From _De Telegraaf_ (in Dutch)...

http://www.telegraaf.nl/binnenland/24834263/__Vijf_jaar_geen_treinen_door_brug__.html


----------



## trotterdotpom (Apr 29, 2005)

Call me old fashioned but wouldn't it be a good idea to wait until the bridge is raised (or whatever they do with it) before you try to go through the gap?

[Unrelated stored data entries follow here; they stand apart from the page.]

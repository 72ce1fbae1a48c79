use super::Row;
use anyhow::{bail, Context, Result};
use serde::Deserialize;
use serde_json::{json, Value};

/// Where in a spreadsheet rows should be written.
#[derive(Debug, Clone, PartialEq, Eq)]
pub struct SheetTarget {
    pub spreadsheet_id: String,
    /// An A1-notation range, e.g. `Summary!A1`.
    pub range: String,
}
impl SheetTarget {
    fn url(&self) -> String {
        format!(
            "https://sheets.googleapis.com/v4/spreadsheets/{}/values/{}",
            urlencoding::encode(&self.spreadsheet_id),
            urlencoding::encode(&self.range)
        )
    }
}

#[derive(Deserialize)]
#[serde(rename_all = "camelCase")]
struct UpdateResponse {
    #[serde(default)]
    updated_cells: u64,
}

/// Overwrites the target range with the given rows, interpreting values as if a user had typed
/// them (so dates and numbers are formatted by the sheet). Returns the number of cells updated.
///
/// The access token is used as-is, getting and refreshing it is up to the caller.
pub fn write_rows(access_token: &str, target: &SheetTarget, rows: &[Row]) -> Result<u64> {
    let url = target.url();
    log::debug!("PUT {url}");
    let mut res = ureq::put(&url)
        .config()
        .http_status_as_error(false)
        .build()
        .header("Authorization", format!("Bearer {access_token}").as_str())
        .query("valueInputOption", "USER_ENTERED")
        .send_json(update_body(rows))?;
    if res.status() != 200 {
        bail!(
            "failed to write to spreadsheet {}, received status {}",
            target.spreadsheet_id,
            res.status()
        );
    }

    let update: UpdateResponse = res
        .body_mut()
        .read_json()
        .with_context(|| "failed to parse spreadsheet update response")?;
    Ok(update.updated_cells)
}

/// Sheets has no null cells, so absent values are written as blanks.
fn update_body(rows: &[Row]) -> Value {
    let values = rows
        .iter()
        .map(|row| {
            row.iter()
                .map(|cell| if cell.is_null() { json!("") } else { cell.clone() })
                .collect::<Vec<_>>()
        })
        .collect::<Vec<_>>();
    json!({ "majorDimension": "ROWS", "values": values })
}
mod shape;
mod sheets;

use anyhow::{Context, Result};
use clap::ValueEnum;
use serde::Serialize;
use serde_json::Value;
use std::io::Write;

pub use shape::{field_rows, rows, Row, Tabular};
pub use sheets::{write_rows, SheetTarget};

/// The format to produce output in.
#[derive(ValueEnum, Clone, Copy, Debug, PartialEq, Eq)]
#[clap(rename_all = "snake_case")]
pub enum Format {
    /// Nested JSON, the default. Summaries can carry the projects they cover.
    Json,
    /// Flat CSV rows.
    Csv,
    /// Flat rows written into a Google Sheets range.
    Gsheet,
}
impl Format {
    /// Whether this format takes flat rows rather than nested data.
    pub fn is_tabular(self) -> bool {
        matches!(self, Self::Csv | Self::Gsheet)
    }
}

/// Records shaped for a particular format.
#[derive(Debug, Clone, PartialEq)]
pub enum Rendered {
    Structured(Value),
    Rows(Vec<Row>),
}

/// Shapes the given records for the given format.
pub fn render<T: Serialize + Tabular>(items: &[T], format: Format) -> Result<Rendered> {
    if format.is_tabular() {
        Ok(Rendered::Rows(rows(items)))
    } else {
        Ok(Rendered::Structured(
            serde_json::to_value(items).with_context(|| "failed to serialize output")?,
        ))
    }
}

/// Shapes a single record of no fixed shape: as-is for JSON, or one row per field otherwise.
pub fn render_value(value: Value, format: Format) -> Rendered {
    if format.is_tabular() {
        Rendered::Rows(field_rows(&value))
    } else {
        Rendered::Structured(value)
    }
}

/// Writes JSON to the given writer, followed by a newline.
pub fn write_json(value: &Value, mut writer: impl Write) -> Result<()> {
    serde_json::to_writer(&mut writer, value)?;
    writeln!(writer)?;
    writer.flush()?;
    Ok(())
}

/// Writes rows as CSV. Rows don't need to be the same length.
pub fn write_csv(rows: &[Row], writer: impl Write) -> Result<()> {
    let mut csv = csv::WriterBuilder::new().flexible(true).from_writer(writer);
    for row in rows {
        csv.write_record(row.iter().map(cell_text))?;
    }
    csv.flush()?;
    Ok(())
}

/// The text of a single cell: strings unquoted, nulls blank, everything else as JSON.
fn cell_text(cell: &Value) -> String {
    match cell {
        Value::Null => String::new(),
        Value::String(s) => s.clone(),
        other => other.to_string(),
    }
}
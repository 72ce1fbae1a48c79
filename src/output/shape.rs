use crate::{
    api::{int_to_date, Project, Task, TimeEntry},
    summary::GroupSummary,
};
use chrono::NaiveDate;
use serde_json::Value;

/// One row of tabular output. Cells are JSON scalars so the same rows can go to a CSV file or
/// straight into a spreadsheet.
pub type Row = Vec<Value>;

/// A record that can be flattened into a single row under a fixed header.
pub trait Tabular {
    /// The column names, in the order [`Tabular::row`] produces cells.
    const HEADER: &'static [&'static str];

    fn row(&self) -> Row;
}

/// Flattens the given records into rows. A single header row is prefixed when there's more than
/// one record.
pub fn rows<T: Tabular>(items: &[T]) -> Vec<Row> {
    let header: Option<Row> =
        (items.len() > 1).then(|| T::HEADER.iter().map(|h| Value::from(*h)).collect());
    header.into_iter().chain(items.iter().map(T::row)).collect()
}

impl Tabular for GroupSummary {
    const HEADER: &'static [&'static str] = &[
        "id",
        "name",
        "start-date",
        "due-date",
        "progress",
        "progress-percent",
        "estimated-minutes",
        "tasks",
        "completed",
        "completed-percent",
        "active",
        "late",
    ];

    fn row(&self) -> Row {
        let s = &self.summary;
        vec![
            self.id.into(),
            self.name.as_str().into(),
            date_cell(s.start_date),
            date_cell(s.due_date),
            s.progress_total.into(),
            s.progress_percent.into(),
            s.estimated_minutes.into(),
            s.task_count.into(),
            s.completed_count.into(),
            s.completed_percent.into(),
            s.active_count.into(),
            s.late_count.into(),
        ]
    }
}

impl Tabular for Task {
    const HEADER: &'static [&'static str] = &[
        "id",
        "project-id",
        "project-name",
        "content",
        "status",
        "completed",
        "progress",
        "start-date",
        "due-date",
        "estimated-minutes",
        "responsible",
        "creator",
    ];

    fn row(&self) -> Row {
        vec![
            self.id.into(),
            self.project_id.into(),
            self.project_name.clone().into(),
            self.content.clone().into(),
            self.status.clone().into(),
            self.completed.into(),
            self.progress.into(),
            int_date_cell(self.start_date),
            int_date_cell(self.due_date),
            self.estimated_minutes.into(),
            self.responsible_party_names.clone().into(),
            self.creator().into(),
        ]
    }
}

impl Tabular for Project {
    const HEADER: &'static [&'static str] = &[
        "id",
        "name",
        "status",
        "sub-status",
        "start-date",
        "end-date",
        "owner",
    ];

    fn row(&self) -> Row {
        vec![
            self.id.into(),
            self.name.as_str().into(),
            self.status.clone().into(),
            self.sub_status.clone().into(),
            int_date_cell(self.start_date),
            int_date_cell(self.end_date),
            self.owner.as_ref().and_then(|o| o.name.clone()).into(),
        ]
    }
}

impl Tabular for TimeEntry {
    const HEADER: &'static [&'static str] = &[
        "id",
        "project-id",
        "person-id",
        "task-id",
        "date",
        "hours",
        "minutes",
        "description",
        "billable",
    ];

    fn row(&self) -> Row {
        vec![
            self.id.into(),
            self.project_id.into(),
            self.person_id.into(),
            self.todo_item_id.into(),
            self.date.clone().into(),
            self.hours.into(),
            self.minutes.into(),
            self.description.clone().into(),
            self.isbillable.into(),
        ]
    }
}

/// Flattens a JSON record of no particular shape into `[field, value]` rows, naming nested fields
/// by their dotted path (`tasks.active`). Arrays stay whole, as JSON text. As with [`rows`], a
/// header is prefixed when there's more than one field.
pub fn field_rows(value: &Value) -> Vec<Row> {
    let mut fields = Vec::new();
    flatten_into("", value, &mut fields);
    let header: Option<Row> =
        (fields.len() > 1).then(|| vec![Value::from("field"), Value::from("value")]);
    header.into_iter().chain(fields).collect()
}

fn flatten_into(path: &str, value: &Value, rows: &mut Vec<Row>) {
    match value {
        Value::Object(fields) => {
            for (key, inner) in fields {
                let inner_path = if path.is_empty() {
                    key.clone()
                } else {
                    format!("{path}.{key}")
                };
                flatten_into(&inner_path, inner, rows);
            }
        }
        Value::Array(_) => rows.push(vec![path.into(), value.to_string().into()]),
        scalar => rows.push(vec![path.into(), scalar.clone()]),
    }
}

fn date_cell(date: Option<NaiveDate>) -> Value {
    date.map(|d| d.format("%Y-%m-%d").to_string()).into()
}

/// Dates the API sent that don't name a real day are passed through as numbers.
fn int_date_cell(date: Option<u32>) -> Value {
    match date {
        Some(value) => int_to_date(value).map_or(value.into(), |d| date_cell(Some(d))),
        None => Value::Null,
    }
}

#[cfg(test)]
mod tests {
    use super::*;
    use crate::summary::{fixtures::task_due, Summary};
    use pretty_assertions::assert_eq;
    use serde_json::json;

    fn group(id: u64, name: &str) -> GroupSummary {
        GroupSummary {
            id,
            name: name.to_string(),
            summary: Summary {
                start_date: NaiveDate::from_ymd_opt(2020, 1, 1),
                due_date: None,
                progress_total: 150,
                progress_percent: 0.75,
                estimated_minutes: 60,
                task_count: 2,
                completed_count: 1,
                completed_percent: 0.5,
                active_count: 1,
                late_count: 0,
                projects: Vec::new(),
            },
        }
    }

    #[test]
    fn group_summary_row_is_flat() {
        assert_eq!(
            group(10, "Tech").row(),
            vec![
                json!(10),
                json!("Tech"),
                json!("2020-01-01"),
                Value::Null,
                json!(150),
                json!(0.75),
                json!(60),
                json!(2),
                json!(1),
                json!(0.5),
                json!(1),
                json!(0),
            ]
        );
        assert_eq!(GroupSummary::HEADER.len(), group(10, "Tech").row().len());
    }

    #[test]
    fn header_only_for_multiple_records() {
        assert_eq!(rows(&[group(10, "Tech")]).len(), 1);

        let both = rows(&[group(10, "Tech"), group(20, "Marketing")]);
        assert_eq!(both.len(), 3);
        assert_eq!(both[0][0], json!("id"));
        assert_eq!(both[0][11], json!("late"));
        assert_eq!(both[2][1], json!("Marketing"));

        assert!(rows::<GroupSummary>(&[]).is_empty());
    }

    #[test]
    fn rows_never_carry_projects() {
        let mut g = group(10, "Tech");
        g.summary.projects.push(crate::summary::ProjectDescriptor {
            id: 1,
            name: "Tech Ticket A".to_string(),
            start_date: None,
            end_date: None,
            status: None,
            sub_status: None,
        });
        let row = g.row();
        assert_eq!(row.len(), GroupSummary::HEADER.len());
        assert!(row.iter().all(|cell| !cell.is_array() && !cell.is_object()));
    }

    #[test]
    fn task_rows_format_dates() {
        let row = task_due(4, "new", 20210315).row();
        assert_eq!(row.len(), Task::HEADER.len());
        assert_eq!(row[4], json!("new"));
        assert_eq!(row[7], Value::Null);
        assert_eq!(row[8], json!("2021-03-15"));
    }

    #[test]
    fn loose_records_flatten_to_fields() {
        let summary = json!({
            "tasks": { "active": 4, "late": 1 },
            "name": "Tech Ticket A",
            "tags": ["ops", "web"]
        });
        assert_eq!(
            field_rows(&summary),
            vec![
                vec![json!("field"), json!("value")],
                vec![json!("name"), json!("Tech Ticket A")],
                vec![json!("tags"), json!(r#"["ops","web"]"#)],
                vec![json!("tasks.active"), json!(4)],
                vec![json!("tasks.late"), json!(1)],
            ]
        );

        assert_eq!(field_rows(&json!({ "id": 1 })), vec![vec![json!("id"), json!(1)]]);
        assert!(field_rows(&json!({})).is_empty());
    }

    #[test]
    fn impossible_dates_pass_through() {
        assert_eq!(int_date_cell(Some(20201340)), json!(20201340));
    }
}
use super::{match_names, Catalog, Summary, SummaryBuilder, SummaryError};
use crate::api::{NamedEntity, Project, ProjectFilter, Service};
use serde::Serialize;

/// How to group projects into summaries. Each variant holds name patterns, which are matched
/// case-insensitively against the start of each tag/board name.
#[derive(Debug, Clone, PartialEq, Eq)]
pub enum GroupSelector {
    /// One summary per matching tag, over the projects carrying it.
    Tags(Vec<String>),
    /// One summary per matching portfolio board, over the projects on it.
    Portfolios(Vec<String>),
}

/// Options controlling how summaries are built.
#[derive(Debug, Clone, Copy)]
pub struct SummaryOptions {
    /// Today, in `YYYYMMDD` form, which lateness is judged against.
    pub today: u32,
    /// Whether to record which projects contributed to each summary.
    pub include_projects: bool,
}

/// The summary of one group (a tag or a portfolio board).
#[derive(Serialize, Debug, Clone, PartialEq)]
pub struct GroupSummary {
    pub id: u64,
    pub name: String,
    pub summary: Summary,
}

/// Produces summaries over groups of projects, fetching whatever it needs from the given
/// service. The tag and portfolio board catalogs are fetched on first use and then kept until
/// [`Summarizer::refresh_catalogs`] is called.
pub struct Summarizer<'s, S> {
    service: &'s S,
    options: SummaryOptions,
    tags: Catalog,
    boards: Catalog,
}
impl<'s, S: Service> Summarizer<'s, S> {
    pub fn new(service: &'s S, options: SummaryOptions) -> Self {
        Self {
            service,
            options,
            tags: Catalog::new("tag"),
            boards: Catalog::new("portfolio board"),
        }
    }

    /// Summarises every group the selector matches, in catalog order. Names that match nothing
    /// simply produce no groups, so an empty result is not an error.
    pub fn summarize(&mut self, selector: &GroupSelector) -> Result<Vec<GroupSummary>, SummaryError> {
        match selector {
            GroupSelector::Tags(names) => self.summarize_tags(names),
            GroupSelector::Portfolios(names) => self.summarize_portfolios(names),
        }
    }

    /// Summarises the projects carrying each tag matching the given names.
    pub fn summarize_tags(&mut self, names: &[String]) -> Result<Vec<GroupSummary>, SummaryError> {
        let service = self.service;
        let tags = match_names(names, self.tags.get_or_fetch(|| service.tags())?)?;

        tags.into_iter()
            .map(|tag| -> Result<GroupSummary, SummaryError> {
                let projects = service.list_projects(&ProjectFilter::Tags(vec![tag.id]))?;
                self.summarize_group(tag, &projects)
            })
            .collect()
    }

    /// Summarises the projects on each portfolio board matching the given names.
    pub fn summarize_portfolios(
        &mut self,
        names: &[String],
    ) -> Result<Vec<GroupSummary>, SummaryError> {
        let service = self.service;
        let boards = match_names(names, self.boards.get_or_fetch(|| service.portfolio_boards())?)?;

        boards
            .into_iter()
            .map(|board| -> Result<GroupSummary, SummaryError> {
                let projects = service.list_projects_for_board(board.id)?;
                self.summarize_group(board, &projects)
            })
            .collect()
    }

    /// Forgets the cached tag and portfolio board catalogs, so they'll be fetched again on next
    /// use.
    pub fn refresh_catalogs(&mut self) {
        self.tags.invalidate();
        self.boards.invalidate();
    }

    /// Folds every project in the group, in the order given, into a single summary.
    fn summarize_group(
        &self,
        group: NamedEntity,
        projects: &[Project],
    ) -> Result<GroupSummary, SummaryError> {
        log::info!(
            "summarizing {} projects for `{}` ({})",
            projects.len(),
            group.name,
            group.id
        );

        let builder = SummaryBuilder::new(self.options.today, self.options.include_projects);
        let summary = projects
            .iter()
            .try_fold(builder, |builder, project| -> Result<_, SummaryError> {
                let tasks = self.service.list_tasks_for_project(project.id)?;
                if !tasks.is_empty() {
                    log::info!(
                        "summarizing {} tasks for project `{}`",
                        tasks.len(),
                        project.name
                    );
                }
                builder.fold_project(project, &tasks)
            })?
            .finalize()?;

        Ok(GroupSummary {
            id: group.id,
            name: group.name,
            summary,
        })
    }
}
//! Configuration loader with TOML parsing and environment variable overrides

use super::schema::ExporterConfig;
use super::secret_string;
use crate::domain::errors::ExportError;
use crate::domain::result::Result;
use regex::Regex;
use std::fs;
use std::path::Path;

/// Prefix of environment variables that override configuration values
pub const ENV_PREFIX: &str = "APIX_EXPORT";

/// Loads configuration from a TOML file
///
/// This function:
/// 1. Reads the TOML file
/// 2. Performs environment variable substitution (${VAR} syntax)
/// 3. Parses the TOML into ExporterConfig
/// 4. Applies environment variable overrides (APIX_EXPORT_* prefix)
/// 5. Validates the configuration
///
/// # Errors
///
/// Returns an error if:
/// - File cannot be read
/// - TOML parsing fails
/// - A referenced environment variable is not set
/// - Configuration validation fails
///
/// # Examples
///
/// ```no_run
/// use apix_export::config::loader::load_config;
///
/// let config = load_config("apix-export.toml").expect("Failed to load config");
/// ```
pub fn load_config(path: impl AsRef<Path>) -> Result<ExporterConfig> {
    let path = path.as_ref();

    if !path.exists() {
        return Err(ExportError::Configuration(format!(
            "Configuration file not found: {}",
            path.display()
        )));
    }

    let contents = fs::read_to_string(path).map_err(|e| {
        ExportError::Configuration(format!(
            "Failed to read configuration file {}: {e}",
            path.display()
        ))
    })?;

    parse_config(&contents)
}

/// Parses and validates configuration text
///
/// # Errors
///
/// Returns an error if substitution, parsing or validation fails.
pub fn parse_config(contents: &str) -> Result<ExporterConfig> {
    let contents = substitute_env_vars(contents)?;

    let mut config: ExporterConfig = toml::from_str(&contents)
        .map_err(|e| ExportError::Configuration(format!("Failed to parse TOML: {e}")))?;

    apply_env_overrides(&mut config)?;

    config.validate().map_err(|e| {
        ExportError::Configuration(format!("Configuration validation failed: {e}"))
    })?;

    Ok(config)
}

/// Substitutes environment variables in the format ${VAR_NAME}
///
/// Comment lines are left alone.
///
/// # Errors
///
/// Returns an error if a referenced environment variable is not set
fn substitute_env_vars(input: &str) -> Result<String> {
    let re = Regex::new(r"\$\{([A-Z_][A-Z0-9_]*)\}")
        .map_err(|e| ExportError::Configuration(format!("Invalid substitution pattern: {e}")))?;
    let mut lines = Vec::new();
    let mut missing_vars: Vec<String> = Vec::new();

    for line in input.lines() {
        if line.trim_start().starts_with('#') {
            lines.push(line.to_string());
            continue;
        }

        let mut processed_line = line.to_string();
        for cap in re.captures_iter(line) {
            let var_name = &cap[1];
            match std::env::var(var_name) {
                Ok(value) => {
                    processed_line = processed_line.replace(&format!("${{{var_name}}}"), &value);
                }
                Err(_) => {
                    if !missing_vars.iter().any(|v| v == var_name) {
                        missing_vars.push(var_name.to_string());
                    }
                }
            }
        }
        lines.push(processed_line);
    }

    if !missing_vars.is_empty() {
        return Err(ExportError::Configuration(format!(
            "Missing required environment variables: {}",
            missing_vars.join(", ")
        )));
    }

    Ok(lines.join("\n"))
}

fn env_var(key: &str) -> Option<String> {
    std::env::var(format!("{ENV_PREFIX}_{key}")).ok()
}

fn parse_env<T: std::str::FromStr>(key: &str, value: &str) -> Result<T> {
    value.parse().map_err(|_| {
        ExportError::Configuration(format!(
            "Invalid value '{value}' for environment variable {ENV_PREFIX}_{key}"
        ))
    })
}

/// Applies environment variable overrides using the APIX_EXPORT_* prefix
///
/// Environment variables follow the pattern: APIX_EXPORT_<SECTION>_<KEY>
/// For example: APIX_EXPORT_APIX_HOST, APIX_EXPORT_EXPORT_POLL_INTERVAL_MS
fn apply_env_overrides(config: &mut ExporterConfig) -> Result<()> {
    // Application overrides
    if let Some(val) = env_var("APPLICATION_LOG_LEVEL") {
        config.application.log_level = val;
    }

    // APIX overrides
    if let Some(val) = env_var("APIX_HOST") {
        config.apix.host = val;
    }
    if let Some(val) = env_var("APIX_DATABASE") {
        config.apix.database = val;
    }
    if let Some(val) = env_var("APIX_USERNAME") {
        config.apix.username = Some(val);
    }
    if let Some(val) = env_var("APIX_PASSWORD") {
        config.apix.password = Some(secret_string(val));
    }
    if let Some(val) = env_var("APIX_TIMEOUT_SECONDS") {
        config.apix.timeout_seconds = parse_env("APIX_TIMEOUT_SECONDS", &val)?;
    }
    if let Some(val) = env_var("APIX_TLS_VERIFY") {
        config.apix.tls_verify = parse_env("APIX_TLS_VERIFY", &val)?;
    }

    // PostgreSQL overrides
    if let Some(val) = env_var("POSTGRESQL_CONNECTION_STRING") {
        config.postgresql.connection_string = secret_string(val);
    }
    if let Some(val) = env_var("POSTGRESQL_TABLE") {
        config.postgresql.table = val;
    }
    if let Some(val) = env_var("POSTGRESQL_MAX_CONNECTIONS") {
        config.postgresql.max_connections = parse_env("POSTGRESQL_MAX_CONNECTIONS", &val)?;
    }

    // Elasticsearch overrides
    if let Some(val) = env_var("ELASTICSEARCH_HOST") {
        config.elasticsearch.host = val;
    }
    if let Some(val) = env_var("ELASTICSEARCH_INDEX") {
        config.elasticsearch.index = val;
    }

    // Converter overrides
    if let Some(val) = env_var("CONVERTER_URL") {
        config.converter.url = val;
    }

    // Export overrides
    if let Some(val) = env_var("EXPORT_POLL_INTERVAL_MS") {
        config.export.poll_interval_ms = parse_env("EXPORT_POLL_INTERVAL_MS", &val)?;
    }
    if let Some(val) = env_var("EXPORT_FROM") {
        config.export.from = Some(parse_env("EXPORT_FROM", &val)?);
    }

    // Logging overrides
    if let Some(val) = env_var("LOGGING_LOCAL_ENABLED") {
        config.logging.local_enabled = parse_env("LOGGING_LOCAL_ENABLED", &val)?;
    }
    if let Some(val) = env_var("LOGGING_LOCAL_PATH") {
        config.logging.local_path = val;
    }
    if let Some(val) = env_var("LOGGING_LOCAL_ROTATION") {
        config.logging.local_rotation = val;
    }

    Ok(())
}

5 years does seem a bit long. They built the Bridge over the River Kwai in about a year and they didn't have shoes.

John T


----------



## Varley (Oct 1, 2006)

#5

Msg Emsmoon - 22 4/12/15 1200z

Emsship Barbuda Gka

Noon Ems Pilotage Outbound

Additional Have Onboard Several Tonnes Ornamental Civil Engineering Stop Require Crainage Disport Letter Follows

Master


----------



## pilot (Jan 8, 2006)

One report states that a tug was made fast aft too!


----------



## 5036 (Jan 23, 2006)

The bascule appears to be fully up. Did it continue after the collision? Perhaps the operator did his Jesse Owens impersonation when it started going pear shapedn and left it opening.


----------



## JoeQ (Jan 8, 2009)

The Masters letter to the owners explaining the situation:

THE CAPTAIN'S LETTER


There follows a well known spoof letter purporting to be from a Master after a particularly unusual set of co-incidences. At least it was well known twenty or thirty years ago. It was sent by Pete Wright. We all used to be able to recall actual incidents which were not too far removed from this wonderfully imaginative whimsy, typically ships running into cranes, dropping anchors through railway trucks and the like, but anyway for those of you not familiar with this - enjoy!

Dear Sir,

It is with regret and haste that I write this report to you. Regret that such a small misunderstanding could lead to the following cir***stances, but haste in order that you will receive this report before you form your own preconceived opinions from reports in the world press, for I am sure that they will tend to over-dramatise the affair.

Having just picked up the pilot, the apprentice had returned to the bridge after changing the ”G” flag for the “H” flag and this being his first trip, was having difficulty in rolling up the “G” flag. I therefore proceeded to show him the correct procedure for this operation. Coming to the last part, I told him to “let go” and the lad, though willing, is not too bright necessitating my having to repeat the order in a sharper tone.

At this moment, the Chief Officer appeared from the chart room, having been plotting the vessels progress and, thinking that it was the anchors that were being referred to, he repeated the “let go” to the Third Officer on the fo’csle. The port anchor, having been cleared away, but not walked out, was promptly “let go”. The effect of letting the anchor drop from the pipe while the vessel was proceeding at full harbour speed proved too much for the windlass brake and the entire length of the port chain and stopper was pulled out by the roots. I expect that the damage to the chain locker may be extensive. The braking effect of the port anchor naturally caused the vessel to sheer in that direction - right towards the swing bridge that spans a tributary to the river up which we were proceeding.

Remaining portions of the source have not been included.